Faryn Borella was raised on unceded Abenaki land, also known as Vermont. Growing up in a small-town synagogue that was Reconstructionist in spirit, Faryn discovered a love for leading prayer early in life, the seeds of which are now growing into a beautiful rabbinate.
Faryn attended Occidental College in Los Angeles, intending to study diplomacy and world affairs as a means of addressing the injustice in Israel-Palestine, yet found herself creating home in the Department of Religious Studies. She still found her way to Israel-Palestine during and after college, working as an activist, journalist and photojournalist. In the end, it was her activism that led her to Jewish spiritual practice.
Prior to rabbinical school, Faryn studied at Starr King School for the Ministry, earning a Master of Arts in Religious Leadership for Social Change, for which her capstone project was the curation of an eight-day multimedia art exhibit exploring the liberatory potential of Jewish Diaspora, replete with performance and ritual each night.
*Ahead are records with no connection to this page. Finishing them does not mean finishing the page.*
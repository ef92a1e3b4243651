//! Configuration for senders, receivers and audio processing

use std::net::Ipv4Addr;

use serde::{Deserialize, Serialize};

use crate::error::{Aes67Error, Result};
use crate::types::format::{AudioFormat, PacketTime};

fn default_true() -> bool {
    true
}

/// Configuration for a single AES67 sender
#[derive(Debug, Clone, Serialize, Deserialize)]
#[serde(default)]
pub struct SenderConfig {
    /// Unique sender identifier (exposed to the control layer)
    pub id: String,
    /// Human-readable label (also used as the SDP session name)
    pub label: String,
    /// Free-form description
    pub description: String,
    /// Channel count
    pub channels: u8,
    /// Sample rate in Hz
    pub sample_rate: u32,
    /// Bits per sample
    pub bit_depth: u8,
    /// IPv4 multicast destination address
    pub multicast_ip: String,
    /// RTP destination port
    pub port: u16,
    /// Dynamic RTP payload type (96-127)
    pub payload_type: u8,
    /// Capture device name for the audio source
    pub source_device: String,
    /// Whether this sender is active in the node configuration
    #[serde(default = "default_true")]
    pub enabled: bool,
    /// Packet time in microseconds (125, 250, 333, 1000 or 4000)
    pub packet_time_us: u32,
}

impl Default for SenderConfig {
    fn default() -> Self {
        Self {
            id: String::new(),
            label: String::new(),
            description: String::new(),
            channels: 2,
            sample_rate: 48_000,
            bit_depth: 24,
            multicast_ip: "239.69.1.1".to_string(),
            port: 5004,
            payload_type: 97,
            source_device: String::new(),
            enabled: true,
            packet_time_us: 1000,
        }
    }
}

impl SenderConfig {
    /// The audio format described by this configuration
    #[must_use]
    pub fn format(&self) -> AudioFormat {
        AudioFormat::new(self.sample_rate, self.channels, self.bit_depth)
    }

    /// Validate all fields against the AES67 profile
    ///
    /// # Errors
    ///
    /// Returns `ConfigInvalid` naming the first offending field.
    pub fn validate(&self) -> Result<()> {
        if !self.format().is_aes67() {
            return Err(Aes67Error::ConfigInvalid {
                name: "format".to_string(),
                message: format!("{} is outside the AES67 profile", self.format()),
            });
        }
        if !(96..=127).contains(&self.payload_type) {
            return Err(Aes67Error::ConfigInvalid {
                name: "payload_type".to_string(),
                message: format!(
                    "{} is not a dynamic payload type (96-127)",
                    self.payload_type
                ),
            });
        }
        if self.port == 0 {
            return Err(Aes67Error::ConfigInvalid {
                name: "port".to_string(),
                message: "port must be non-zero".to_string(),
            });
        }
        // Destinations are typically 239/8 multicast, but unicast streams
        // are legal; only unparseable addresses are rejected.
        let _ip: Ipv4Addr =
            self.multicast_ip
                .parse()
                .map_err(|_| Aes67Error::ConfigInvalid {
                    name: "multicast_ip".to_string(),
                    message: format!("'{}' is not an IPv4 address", self.multicast_ip),
                })?;
        let ptime = PacketTime::from_micros(self.packet_time_us).ok_or_else(|| {
            Aes67Error::ConfigInvalid {
                name: "packet_time_us".to_string(),
                message: format!("{} us is not an AES67 packet time", self.packet_time_us),
            }
        })?;
        // 48/96 kHz must divide evenly; only 44.1 kHz may carry a fraction.
        if self.sample_rate != 44_100 && !ptime.is_integral(self.sample_rate) {
            return Err(Aes67Error::ConfigInvalid {
                name: "packet_time_us".to_string(),
                message: format!(
                    "{} us does not yield a whole sample count at {} Hz",
                    self.packet_time_us, self.sample_rate
                ),
            });
        }
        Ok(())
    }
}

/// Configuration for a single AES67 receiver
#[derive(Debug, Clone, Serialize, Deserialize)]
#[serde(default)]
pub struct ReceiverConfig {
    /// Unique receiver identifier (exposed to the control layer)
    pub id: String,
    /// Human-readable label
    pub label: String,
    /// Free-form description
    pub description: String,
    /// Channel count this receiver plays back
    pub channels: u8,
    /// Sample rates this receiver accepts
    pub sample_rates: Vec<u32>,
    /// Bit depths this receiver accepts
    pub bit_depths: Vec<u8>,
    /// Playback device name for the audio sink
    pub sink_device: String,
    /// Whether this receiver is active in the node configuration
    #[serde(default = "default_true")]
    pub enabled: bool,
}

impl Default for ReceiverConfig {
    fn default() -> Self {
        Self {
            id: String::new(),
            label: String::new(),
            description: String::new(),
            channels: 2,
            sample_rates: vec![44_100, 48_000, 96_000],
            bit_depths: vec![16, 24],
            sink_device: String::new(),
            enabled: true,
        }
    }
}

impl ReceiverConfig {
    /// Whether this receiver can play back `format`
    #[must_use]
    pub fn supports(&self, format: AudioFormat) -> bool {
        format.is_valid()
            && self.sample_rates.contains(&format.sample_rate)
            && self.bit_depths.contains(&format.bit_depth)
            && format.channels <= self.channels
    }
}

/// Receive-side audio processing configuration
#[derive(Debug, Clone, Serialize, Deserialize)]
#[serde(default)]
pub struct AudioProcessingConfig {
    /// Playout device buffer depth in milliseconds (jitter buffer minimum)
    pub buffer_ms: f64,
    /// Target jitter buffer delay in milliseconds
    pub jitter_buffer_ms: f64,
    /// Hard cap on buffered packets
    pub max_packets: usize,
}

impl Default for AudioProcessingConfig {
    fn default() -> Self {
        Self {
            buffer_ms: 5.0,
            jitter_buffer_ms: 10.0,
            max_packets: 1000,
        }
    }
}

/// Node identity metadata
#[derive(Debug, Clone, Default, Serialize, Deserialize)]
#[serde(default)]
pub struct NodeConfig {
    /// Node identifier
    pub id: String,
    /// Human-readable node label
    pub label: String,
    /// Free-form description
    pub description: String,
}

/// Complete node configuration
#[derive(Debug, Clone, Default, Serialize, Deserialize)]
#[serde(default)]
pub struct Config {
    /// Node identity
    pub node: NodeConfig,
    /// Configured senders
    pub senders: Vec<SenderConfig>,
    /// Configured receivers
    pub receivers: Vec<ReceiverConfig>,
    /// Receive-side audio processing
    pub audio: AudioProcessingConfig,
}

impl Config {
    /// Parse a configuration from a JSON string
    ///
    /// # Errors
    ///
    /// Returns `ParseFailed` if the JSON does not describe a configuration.
    pub fn from_json_str(json: &str) -> Result<Self> {
        serde_json::from_str(json).map_err(|e| Aes67Error::ParseFailed {
            message: format!("config: {e}"),
        })
    }

    /// Serialize the configuration to pretty-printed JSON
    #[must_use]
    pub fn to_json_string(&self) -> String {
        // Serialization of these plain structs cannot fail.
        serde_json::to_string_pretty(self).unwrap_or_default()
    }

    /// Validate every enabled sender entry
    ///
    /// # Errors
    ///
    /// Returns the first sender validation error encountered.
    pub fn validate(&self) -> Result<()> {
        for sender in self.senders.iter().filter(|s| s.enabled) {
            sender.validate()?;
        }
        Ok(())
    }
}
use proptest::prelude::*;

use super::header::{RtpHeader, RtpParseError};

#[test]
fn test_encode_layout() {
    let header = RtpHeader::new_audio(97, 0x1234, 0xDEAD_BEEF, 0xCAFE_BABE);
    let buf = header.encode();

    assert_eq!(buf[0], 0x80); // V=2, P=0, X=0, CC=0
    assert_eq!(buf[1], 97); // M=0, PT=97
    assert_eq!(&buf[2..4], &[0x12, 0x34]);
    assert_eq!(&buf[4..8], &[0xDE, 0xAD, 0xBE, 0xEF]);
    assert_eq!(&buf[8..12], &[0xCA, 0xFE, 0xBA, 0xBE]);
}

#[test]
fn test_decode_rejects_short_buffer() {
    let err = RtpHeader::decode(&[0x80, 97, 0, 1]).unwrap_err();
    assert!(matches!(err, RtpParseError::TooShort(4)));
}

#[test]
fn test_decode_rejects_wrong_version() {
    let mut buf = RtpHeader::new_audio(97, 1, 2, 3).encode();
    buf[0] = 0x40; // V=1
    assert!(matches!(
        RtpHeader::decode(&buf),
        Err(RtpParseError::InvalidVersion(1))
    ));
}

#[test]
fn test_decode_flags() {
    let mut buf = RtpHeader::new_audio(97, 1, 2, 3).encode();
    buf[0] |= 0x13; // X=1, CC=3
    buf[1] |= 0x80; // M=1

    let header = RtpHeader::decode(&buf).unwrap();
    assert!(header.extension);
    assert!(header.marker);
    assert_eq!(header.csrc_count, 3);
    assert_eq!(header.payload_type, 97);
}

proptest! {
    #[test]
    fn prop_header_round_trip(
        payload_type in 0u8..=127,
        sequence: u16,
        timestamp: u32,
        ssrc: u32,
        marker: bool,
        csrc_count in 0u8..=15,
    ) {
        let header = RtpHeader {
            version: 2,
            padding: false,
            extension: false,
            csrc_count,
            marker,
            payload_type,
            sequence,
            timestamp,
            ssrc,
        };
        let decoded = RtpHeader::decode(&header.encode()).unwrap();
        prop_assert_eq!(decoded, header);
    }
}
During this time, Faryn also worked as a multigenerational Jewish and multireligious educator, serving students ages 2 to 82 on farms, in Redwood forests, synagogues and theological seminaries.
Faryn came to rabbinical school seeking the roots out of which her creative approaches to Judaism could ground. Throughout school, Faryn had the great privilege of serving college students through West Chester University Hillel; congregants at Oseh Shalom Synagogue; youth as the education director at Congregation Beth Israel of Media; residents as the interim director of religious services at Lions Gate Continuing Care Retirement Community; and many patients at St. Mary and Lankenau Medical Centers. She has taught graduate courses on both Jewish Liberation Theology and Decolonizing Holy Land Pilgrimage.
Faryn is eternally grateful for all those who have held and shaped her throughout this journey: her family of origin; her community of fellow crips* from Camp Dartmouth-Hitchcock; the Bay Area Jewish community that formed and blew life into her; all of her teachers and mentors, both formal and informal; and her cohort at RRC, to whom she owes the world.
A blessing that carried me to this moment:
“Hashem as the shadow always at my right hand (Psalm 121). For into Their hand I place my spirit, when I sleep and when I wake.”
(“Adon Olam”)
A blessing I offer as I journey forward:
“May your sorrow be turned to dance. May you grieve through and into your joy. So that your whole being may sing songs to Yah endlessly.”